Well halfway thru, i stopped doing what i do and lay back and waited for him to get the hint. took about 10 minutes but he finally did. 

Here is the thing - we used to have sex about 3-4 hours at a time, no problem. 

Now, he can last with my hands or mouth but as soon as it puts it in me, boom. 

Last night he only got about 10 thrusts tops! He was angry and upset about it. He said he doesn't KNOW when he's about to cum. 

He says it sneaks up on him. He says he's going along just fine, and then boom, he comes. 

He said there is no usual build up like it used to - that he gets no pre-orgasm feeling, he just cums. 

I'm not sure how to help him. Anybody else have this problem?

I've got some ideas, but not sure if they will work.

Thanks


----------



## MarkTwain (Aug 1, 2008)

Yes, this is why some sources define PE as "unexpected ejaculation". Get him to do the exercises here. Having chatted with a few guys about this, I think the main thing is they are tense, wound up and in a hurry (mentally). An irritation in the urethra will also do it.


----------



## okeydokie (Sep 10, 2008)

i have discovered that if i come during foreplay, that is if i am MADE to, i can last until friction burns take over during intercourse. it is now part of our routine to take care of that process before we engage in intercourse. i also make her come several times prior to. this does take a little extra work on her part because after cumming, i just want to quit, she has to keep me interested then it katy bar the door


----------



## snix11 (Sep 25, 2008)

How does she keep you interested? 

He used to stay hard after coming, now if the sex turns to 'me' he loses the erection. I've tried using my mouth, hands, etc... everything i can think of.


----------



## snix11 (Sep 25, 2008)

How does she keep you interested? 

He used to stay hard after coming, now if the sex turns to 'me' he loses the erection. I've tried using my mouth, hands, etc... everything i can think of.


----------



## okeydokie (Sep 10, 2008)

snix11 said:


> How does she keep you interested?
> 
> He used to stay hard after coming, now if the sex turns to 'me' he loses the erection. I've tried using my mouth, hands, etc... everything i can think of.


she keeps working, mouth, tongue in ear, letting me touch, etc..


----------



## snix11 (Sep 25, 2008)

i guess i can keep trying.. if I ever get the chance. He just changed our 'personal time' from an hour and a half a DAY to 1/2 hour every three days. and that time he says he wants to spend watching TV in the room with me. 

so much for practice


----------



## MarkTwain (Aug 1, 2008)

snix11 said:


> i guess i can keep trying.. if I ever get the chance. He just changed our 'personal time' from an hour and a half a DAY to 1/2 hour every three days. and that time he says he wants to spend watching TV in the room with me.
> 
> so much for practice


Order him to make it sex only or it's no deal.

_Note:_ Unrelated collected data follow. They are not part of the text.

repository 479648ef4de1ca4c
// Copyright (c) 2025 Kirky.X
//
// Licensed under the MIT License
// See LICENSE file in the project root for full license information.

/// 数据传输对象模块
///
/// 定义五个关系接口的请求与响应结构
/// 用于在API请求和领域模型之间传输数据
pub mod relation_request;
pub mod relation_response;
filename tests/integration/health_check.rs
// Copyright 2025 Kirky.X
//
// Licensed under the Apache License, Version 2.0 (the "License");
// you may not use this file except in compliance with the License.
// You may obtain a copy of the License at
//
//     http://www.apache.org/licenses/LICENSE-2.0
//
// Unless required by applicable law or agreed to in writing, software
// distributed under the License is distributed on an "AS IS" BASIS,
// WITHOUT WARRANTIES OR CONDITIONS OF ANY KIND, either express or implied.
// See the License for the specific language governing permissions and
// limitations under the License.

use super::helpers::create_test_context;
use axum::{
    body::Body,
    http::{Request, StatusCode},
};
use relationrs::presentation::routes;
use tower::util::ServiceExt;

/// 健康检查测试
///
/// 验证健康检查端点是否正常工作
#[tokio::test]
async fn health_check_works() {
    let ctx = create_test_context().await;
    let app = routes::routes(ctx.service.clone());

    let response = app
        .oneshot(
            Request::builder()
                .uri("/health")
                .body(Body::empty())
                .unwrap(),
        )
        .await
        .unwrap();

    assert_eq!(response.status(), StatusCode::OK);
}

#[tokio::test]
async fn version_endpoint_reports_package_version() {
    let ctx = create_test_context().await;
    let app = routes::routes(ctx.service.clone());

    let response = app
        .oneshot(
            Request::builder()
                .uri("/v1/version")
                .body(Body::empty())
                .unwrap(),
        )
        .await
        .unwrap();

    assert_eq!(response.status(), StatusCode::OK);
}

Since when does he get to call the shots. He's just being chicken.


----------



## okeydokie (Sep 10, 2008)

MarkTwain said:


> Order him to make it sex only or it's no deal. Since when does he get to call the shots. He's just being chicken.

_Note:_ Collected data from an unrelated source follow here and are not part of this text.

// Copyright (c) 2025 Kirky.X
//
// Licensed under the MIT License
// See LICENSE file in the project root for full license information.

/// 仓库实现模块
///
/// 提供领域仓库接口的具体实现
/// 两张关系表各自一个实现，数据库读写基于SeaORM，单条记录带缓存
pub mod follower_repo_impl;
pub mod following_repo_impl;
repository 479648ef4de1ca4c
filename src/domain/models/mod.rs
// Copyright (c) 2025 Kirky.X
//
// Licensed under the MIT License
// See LICENSE file in the project root for full license information.

/// 领域模型模块
///
/// 定义关注关系的核心实体：
/// - 关注状态（FollowStatus）：正常 / 已取关
/// - 关注记录（FollowingRecord）：关注表中的一行
/// - 粉丝记录（FollowerRecord）：粉丝表中的一行，是关注记录的镜像
pub mod relation;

ok mark, you are a great asset to this board and obviously you are very intelligent on the subject of human relationships.

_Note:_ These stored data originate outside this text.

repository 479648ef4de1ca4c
// Copyright (c) 2025 Kirky.X
//
// Licensed under the MIT License
// See LICENSE file in the project root for full license information.

pub mod errors;
pub mod handlers;
pub mod routes;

now, my contention with your comment:

if the role was reversed (if snixx was a man), you would be advising her (him) to bend over backwards and use all sorts of pursuation techniques to make his wife interested in sex. But since snixx is a woman and her husband doesn't seem that interested in sex, you tell her to "order him to make it sex only". :scratchhead:

i know the genders are different but jeez........


----------



## MarkTwain (Aug 1, 2008)

okeydokie-

Have you read all snix11's other threads? Then come back to me. 

Also, I have a theory with him: he actually likes to be told what to do. He interprets being asked as nagging.


----------



## snix11 (Sep 25, 2008)

Mark... I WILL try it tonight.. but you get to sleep with him if it doesn't work :rofl:

and if it does, I'll happily put 10.00 into your site everytime I get an O!! :smthumbup:


----------



## MarkTwain (Aug 1, 2008)

snix11 said:


> Mark... I WILL try it tonight.. but you get to sleep with him if it doesn't work :rofl:
> 
> and if it does, I'll happily put 10.00 into your site everytime I get an O!! :smthumbup:


Sounds like a win/win situation... erm... I think


----------



## snix11 (Sep 25, 2008)

heh... well, no sex tonight, but he was at least 'nice'. our teen agreed to watch the baby from 830-10 but Hubby wanted to play trivial pursuit... blech. He did ask me if I wanted to do something.. what was I supposed to say? Have sex with me now?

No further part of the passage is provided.